Category Archives: Reviews

Book Review The Vineyard

?????????????????????????????????????????????Title: The Vineyard

Author: Michael Hurley

Genre: Literary Fiction

From Michael Hurley, winner of the Somerset Prize for his debut novel, THE PRODIGAL, comes a complex and ambitious, allegorical tale of old money, young passion and ancient mystery in a classic New England seaside village.

Ten years after their college days together, three wounded and very different women reunite for a summer on the island of Martha’s Vineyard. As they come to grips with the challenges and crises in their lives, their encounter with a reclusive poacher known only as “the fisherman” threatens to change everything they believe about their world–and each other.

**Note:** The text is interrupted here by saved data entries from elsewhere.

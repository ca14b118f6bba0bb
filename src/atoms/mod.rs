// ── PawMatch Atoms ─────────────────────────────────────────────────────────
// Cross-cutting primitives with no engine dependencies.

pub mod constants;
pub mod error;
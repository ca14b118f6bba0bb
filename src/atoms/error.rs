// ── PawMatch Atoms: Error Types ────────────────────────────────────────────
// Single canonical error enum for the engine, built with `thiserror`.
//
// Design rules:
//   • Variants are coarse-grained by domain (DB, Network, Generation…).
//   • The `#[from]` attribute wires std/external error conversions automatically.
//   • `SessionNotFound` is the only variant a caller is expected to branch on;
//     everything else is recovered inside the engine and turned into a
//     conversational fallback before it reaches the user.
//   • No variant carries secret material (API keys) in its message.

use thiserror::Error;

// ── Primary error enum ─────────────────────────────────────────────────────

#[derive(Debug, Error)]
pub enum EngineError {
    /// SQLite / rusqlite database failure.
    #[error("Database error: {0}")]
    Database(#[from] rusqlite::Error),

    /// JSON serialization / deserialization failure.
    #[error("Serialization error: {0}")]
    Serialization(#[from] serde_json::Error),

    /// HTTP / network failure (reqwest layer).
    #[error("Network error: {0}")]
    Network(#[from] reqwest::Error),

    /// Generation capability HTTP or API-level failure (non-secret detail only).
    #[error("Generation error: {0}")]
    Generation(String),

    /// The capability returned output that does not match the expected schema.
    #[error("Malformed structured output: {0}")]
    MalformedOutput(String),

    /// Engine configuration is invalid or missing.
    #[error("Configuration error: {0}")]
    Config(String),

    /// Unknown or expired session id — the caller's responsibility.
    #[error("Session not found: {0}")]
    SessionNotFound(String),

    /// Catch-all for errors that do not yet have a dedicated variant.
    /// Prefer adding a specific variant over using this in new code.
    #[error("{0}")]
    Other(String),
}

impl EngineError {
    /// Create a generation error with a message.
    pub fn generation(message: impl Into<String>) -> Self {
        Self::Generation(message.into())
    }
}

// ── Migration bridge: String → EngineError ─────────────────────────────────
// Allows `?` on helpers that build error messages with `format!`.

impl From<String> for EngineError {
    fn from(s: String) -> Self {
        EngineError::Other(s)
    }
}

impl From<&str> for EngineError {
    fn from(s: &str) -> Self {
        EngineError::Other(s.to_string())
    }
}

// ── Convenience alias ──────────────────────────────────────────────────────

/// All engine operations should return this type.
pub type EngineResult<T> = Result<T, EngineError>;
use super::MatchStore;
use crate::atoms::error::EngineResult;
use crate::engine::types::{AnimalRecord, AnimalStatus, EnergyLevel};
use rusqlite::params;

/// The hard-filter predicate set applied at the data-query boundary.
/// Candidates failing any predicate are excluded entirely; everything kept
/// goes on to soft scoring.
#[derive(Debug, Clone, Default)]
pub struct CatalogFilter {
    pub require_child_safe: bool,
    pub require_pet_safe: bool,
    /// Case-insensitive substring match against the breed column; any listed
    /// breed may match.
    pub breeds: Option<Vec<String>>,
    /// Case-insensitive substring match against the location column.
    pub location: Option<String>,
}

impl CatalogFilter {
    /// A copy of this filter with the breed constraint dropped — the only
    /// relaxation the fallback pass is allowed to make.
    pub fn without_breeds(&self) -> Self {
        CatalogFilter {
            breeds: None,
            ..self.clone()
        }
    }
}

fn animal_from_row(row: &rusqlite::Row<'_>) -> rusqlite::Result<AnimalRecord> {
    let energy: String = row.get(5)?;
    let status: String = row.get(12)?;
    Ok(AnimalRecord {
        id: row.get(0)?,
        name: row.get(1)?,
        species: row.get(2)?,
        breed: row.get(3)?,
        age_months: row.get::<_, i64>(4)? as u32,
        energy: EnergyLevel::parse(&energy).unwrap_or(EnergyLevel::Medium),
        child_safe: row.get::<_, i64>(6)? != 0,
        pet_safe: row.get::<_, i64>(7)? != 0,
        fee: row.get(8)?,
        location: row.get(9)?,
        temperament: row.get(10)?,
        description: row.get(11)?,
        status: AnimalStatus::parse(&status).unwrap_or(AnimalStatus::Pending),
    })
}

const ANIMAL_COLUMNS: &str = "id, name, species, breed, age_months, energy, child_safe, \
     pet_safe, fee, location, temperament, description, status";

impl MatchStore {
    // ── Candidate catalog queries ──────────────────────────────────────

    /// Available candidates passing the hard filters, in catalog (insertion)
    /// order, up to `limit` rows.
    pub fn query_available(
        &self,
        filter: &CatalogFilter,
        limit: usize,
    ) -> EngineResult<Vec<AnimalRecord>> {
        let conn = self.conn.lock();

        let mut sql = format!(
            "SELECT {} FROM animals WHERE status = 'available'",
            ANIMAL_COLUMNS
        );
        let mut bound: Vec<Box<dyn rusqlite::types::ToSql>> = Vec::new();

        if filter.require_child_safe {
            sql.push_str(" AND child_safe = 1");
        }
        if filter.require_pet_safe {
            sql.push_str(" AND pet_safe = 1");
        }
        if let Some(breeds) = &filter.breeds {
            if !breeds.is_empty() {
                let mut parts = Vec::new();
                for breed in breeds {
                    bound.push(Box::new(format!("%{}%", breed.to_lowercase())));
                    parts.push(format!("LOWER(breed) LIKE ?{}", bound.len()));
                }
                sql.push_str(&format!(" AND ({})", parts.join(" OR ")));
            }
        }
        if let Some(location) = &filter.location {
            bound.push(Box::new(format!("%{}%", location.to_lowercase())));
            sql.push_str(&format!(" AND LOWER(location) LIKE ?{}", bound.len()));
        }

        bound.push(Box::new(limit as i64));
        sql.push_str(&format!(" ORDER BY rowid LIMIT ?{}", bound.len()));

        let mut stmt = conn.prepare(&sql)?;
        let param_refs: Vec<&dyn rusqlite::types::ToSql> =
            bound.iter().map(|b| b.as_ref()).collect();
        let animals = stmt
            .query_map(param_refs.as_slice(), animal_from_row)?
            .filter_map(|r| r.ok())
            .collect();

        Ok(animals)
    }

    /// Live availability count for a breed list (optionally scoped to a
    /// location) — used by the breed-negotiation sub-protocol.
    pub fn count_breed_available(
        &self,
        breeds: &[String],
        location: Option<&str>,
    ) -> EngineResult<i64> {
        if breeds.is_empty() {
            return Ok(0);
        }
        let conn = self.conn.lock();

        let mut sql = "SELECT COUNT(*) FROM animals WHERE status = 'available'".to_string();
        let mut bound: Vec<Box<dyn rusqlite::types::ToSql>> = Vec::new();

        let mut parts = Vec::new();
        for breed in breeds {
            bound.push(Box::new(format!("%{}%", breed.to_lowercase())));
            parts.push(format!("LOWER(breed) LIKE ?{}", bound.len()));
        }
        sql.push_str(&format!(" AND ({})", parts.join(" OR ")));

        if let Some(loc) = location {
            bound.push(Box::new(format!("%{}%", loc.to_lowercase())));
            sql.push_str(&format!(" AND LOWER(location) LIKE ?{}", bound.len()));
        }

        let param_refs: Vec<&dyn rusqlite::types::ToSql> =
            bound.iter().map(|b| b.as_ref()).collect();
        let count: i64 = conn.query_row(&sql, param_refs.as_slice(), |r| r.get(0))?;
        Ok(count)
    }

    // ── Catalog administration ─────────────────────────────────────────

    /// Insert or replace a catalog row.  The surrounding service maintains
    /// the bounded candidate set through this.
    pub fn upsert_animal(&self, animal: &AnimalRecord) -> EngineResult<()> {
        let conn = self.conn.lock();
        conn.execute(
            "INSERT OR REPLACE INTO animals
                (id, name, species, breed, age_months, energy, child_safe,
                 pet_safe, fee, location, temperament, description, status)
             VALUES (?1, ?2, ?3, ?4, ?5, ?6, ?7, ?8, ?9, ?10, ?11, ?12, ?13)",
            params![
                animal.id,
                animal.name,
                animal.species,
                animal.breed,
                animal.age_months as i64,
                animal.energy.label(),
                animal.child_safe as i64,
                animal.pet_safe as i64,
                animal.fee,
                animal.location,
                animal.temperament,
                animal.description,
                animal.status.as_str(),
            ],
        )?;
        Ok(())
    }

    pub fn set_animal_status(&self, id: &str, status: AnimalStatus) -> EngineResult<()> {
        let conn = self.conn.lock();
        conn.execute(
            "UPDATE animals SET status = ?2 WHERE id = ?1",
            params![id, status.as_str()],
        )?;
        Ok(())
    }
}
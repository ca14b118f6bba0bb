// PawMatch Engine — Generation Capability Client
// Direct HTTP calls to an OpenAI-compatible chat-completions API.
// The engine only ever needs a full completion per call — no streaming.
//
// The `TextGenerator` trait is the seam: routing, extraction, selection, and
// the post-result handler all take `&dyn TextGenerator`, so tests inject
// scripted fakes and never touch the network.

use crate::atoms::error::{EngineError, EngineResult};
use crate::engine::config::GenerationConfig;
use crate::engine::types::{ChatRole, GenerationPrompt};
use async_trait::async_trait;
use log::{info, warn};
use reqwest::Client;
use serde_json::{json, Value};
use std::time::Duration;

/// Retry configuration for transient API errors.
const MAX_RETRIES: u32 = 3;
const INITIAL_RETRY_DELAY_MS: u64 = 1000;

/// Check if an HTTP status code should be retried.
fn is_retryable_status(status: u16) -> bool {
    matches!(status, 429 | 500 | 502 | 503 | 529)
}

/// Sleep with exponential backoff. Returns the delay used.
async fn retry_delay(attempt: u32) -> Duration {
    let delay = Duration::from_millis(INITIAL_RETRY_DELAY_MS * 2u64.pow(attempt));
    tokio::time::sleep(delay).await;
    delay
}

// ── Trait seam ─────────────────────────────────────────────────────────

/// The narrow contract this engine holds against the text-generation
/// capability: prompt in, full text out.  Structured decisions are plain
/// completions parsed with `extract_json_block`.
#[async_trait]
pub trait TextGenerator: Send + Sync {
    async fn complete(&self, prompt: &GenerationPrompt) -> EngineResult<String>;
}

// ── OpenAI-compatible client ───────────────────────────────────────────
// Works for: OpenAI, OpenRouter, Ollama, any OpenAI-compatible API.

pub struct GenerationClient {
    client: Client,
    base_url: String,
    api_key: String,
    model: String,
    temperature: f64,
    timeout: Duration,
}

impl GenerationClient {
    pub fn new(config: &GenerationConfig) -> Self {
        GenerationClient {
            client: Client::new(),
            base_url: config.base_url.clone(),
            api_key: config.api_key.clone(),
            model: config.model.clone(),
            temperature: config.temperature,
            timeout: Duration::from_secs(config.timeout_secs),
        }
    }

    fn format_messages(prompt: &GenerationPrompt) -> Vec<Value> {
        let mut messages = Vec::new();
        if !prompt.system.is_empty() {
            messages.push(json!({"role": "system", "content": prompt.system}));
        }
        for turn in &prompt.history {
            let role = match turn.role {
                ChatRole::User => "user",
                ChatRole::Assistant => "assistant",
            };
            messages.push(json!({"role": role, "content": turn.content}));
        }
        messages.push(json!({"role": "user", "content": prompt.user}));
        messages
    }
}

#[async_trait]
impl TextGenerator for GenerationClient {
    async fn complete(&self, prompt: &GenerationPrompt) -> EngineResult<String> {
        let url = format!("{}/chat/completions", self.base_url.trim_end_matches('/'));
        let body = json!({
            "model": self.model,
            "messages": Self::format_messages(prompt),
            "temperature": self.temperature,
        });

        info!("[generation] Request to {} model={}", url, self.model);

        // Retry loop for transient errors
        let mut last_error = String::new();
        for attempt in 0..=MAX_RETRIES {
            if attempt > 0 {
                let delay = retry_delay(attempt - 1).await;
                warn!(
                    "[generation] Retry {}/{} after {}ms",
                    attempt,
                    MAX_RETRIES,
                    delay.as_millis()
                );
            }

            let mut request = self
                .client
                .post(&url)
                .header("Content-Type", "application/json")
                .timeout(self.timeout)
                .json(&body);
            if !self.api_key.is_empty() {
                request = request.header("Authorization", format!("Bearer {}", self.api_key));
            }

            let response = match request.send().await {
                Ok(r) => r,
                Err(e) => {
                    last_error = format!("HTTP request failed: {}", e);
                    if attempt < MAX_RETRIES {
                        continue;
                    }
                    return Err(EngineError::generation(last_error));
                }
            };

            if !response.status().is_success() {
                let status = response.status().as_u16();
                let body_text = response.text().await.unwrap_or_default();
                last_error = format!(
                    "API error {}: {}",
                    status,
                    &body_text[..body_text.len().min(200)]
                );
                if is_retryable_status(status) && attempt < MAX_RETRIES {
                    continue;
                }
                return Err(EngineError::generation(last_error));
            }

            let v: Value = response.json().await?;
            let content = v["choices"][0]["message"]["content"]
                .as_str()
                .map(|s| s.to_string())
                .ok_or_else(|| {
                    EngineError::MalformedOutput("no choices[0].message.content in response".into())
                })?;
            return Ok(content);
        }

        Err(EngineError::generation(last_error))
    }
}

// ── Structured-output extraction ───────────────────────────────────────

/// Pull the first well-formed JSON object out of a raw model response.
///
/// Models wrap structured payloads in prose, code fences, or trailing
/// commentary; assuming the whole response parses is a losing bet.  Scans
/// for the first `{`, tracks brace depth (string- and escape-aware), and
/// parses the first balanced block.
pub fn extract_json_block(raw: &str) -> Option<Value> {
    let bytes = raw.as_bytes();
    let start = raw.find('{')?;

    let mut depth = 0usize;
    let mut in_string = false;
    let mut escaped = false;

    for (i, &b) in bytes.iter().enumerate().skip(start) {
        if escaped {
            escaped = false;
            continue;
        }
        match b {
            b'\\' if in_string => escaped = true,
            b'"' => in_string = !in_string,
            b'{' if !in_string => depth += 1,
            b'}' if !in_string => {
                depth -= 1;
                if depth == 0 {
                    let block = &raw[start..=i];
                    return serde_json::from_str(block).ok();
                }
            }
            _ => {}
        }
    }
    None
}

#[cfg(test)]
mod tests {
    use super::*;
    use crate::engine::types::ChatTurn;

    #[test]
    fn extracts_plain_object() {
        let v = extract_json_block(r#"{"flow": "qa"}"#).unwrap();
        assert_eq!(v["flow"], "qa");
    }

    #[test]
    fn extracts_object_wrapped_in_prose() {
        let raw = "Sure! Here is the decision:\n```json\n{\"action\": \"answer\", \"reply\": \"hi\"}\n```\nLet me know.";
        let v = extract_json_block(raw).unwrap();
        assert_eq!(v["action"], "answer");
    }

    #[test]
    fn handles_nested_objects_and_braces_in_strings() {
        let raw = r#"noise {"a": {"b": "contains } brace"}, "c": 1} trailing {"d": 2}"#;
        let v = extract_json_block(raw).unwrap();
        assert_eq!(v["c"], 1);
        assert_eq!(v["a"]["b"], "contains } brace");
    }

    #[test]
    fn handles_escaped_quotes() {
        let raw = r#"{"text": "she said \"hi}\" loudly"}"#;
        let v = extract_json_block(raw).unwrap();
        assert_eq!(v["text"], "she said \"hi}\" loudly");
    }

    #[test]
    fn none_when_no_object_present() {
        assert!(extract_json_block("no json here").is_none());
        assert!(extract_json_block("{unbalanced").is_none());
    }

    #[test]
    fn message_formatting_includes_history() {
        let prompt = GenerationPrompt::new("sys", "current question").with_history(
            &[
                ChatTurn {
                    role: ChatRole::User,
                    content: "older".into(),
                    created_at: String::new(),
                },
                ChatTurn {
                    role: ChatRole::Assistant,
                    content: "reply".into(),
                    created_at: String::new(),
                },
            ],
            10,
        );
        let messages = GenerationClient::format_messages(&prompt);
        assert_eq!(messages.len(), 4);
        assert_eq!(messages[0]["role"], "system");
        assert_eq!(messages[2]["role"], "assistant");
        assert_eq!(messages[3]["content"], "current question");
    }

    #[test]
    fn history_limit_keeps_most_recent() {
        let turns: Vec<ChatTurn> = (0..5)
            .map(|i| ChatTurn {
                role: ChatRole::User,
                content: format!("t{}", i),
                created_at: String::new(),
            })
            .collect();
        let prompt = GenerationPrompt::new("s", "u").with_history(&turns, 2);
        assert_eq!(prompt.history.len(), 2);
        assert_eq!(prompt.history[0].content, "t3");
    }
}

“Hurley writes beautifully,” says Kirkus Reviews, “especially when describing island and nautical life.” Publishers Weekly praises “his well-crafted prose.”

Three women who haven’t seen each other since their college years, meet up again for a reunion, and agree to spend a summer on the island of Martha’s Vineyard. They’ve changed quite a lot from their college years though, and they have to come to terms with those changes in themselves, and in the others.

They encounter a reclusive poacher called “the fisherman”, who threatens to change everything they ever believed in, about the world, about each other, about themselves. The author uses haunting, lyrical prose to sketch the lives of the women, to make them come alive on the pages. Very impressive.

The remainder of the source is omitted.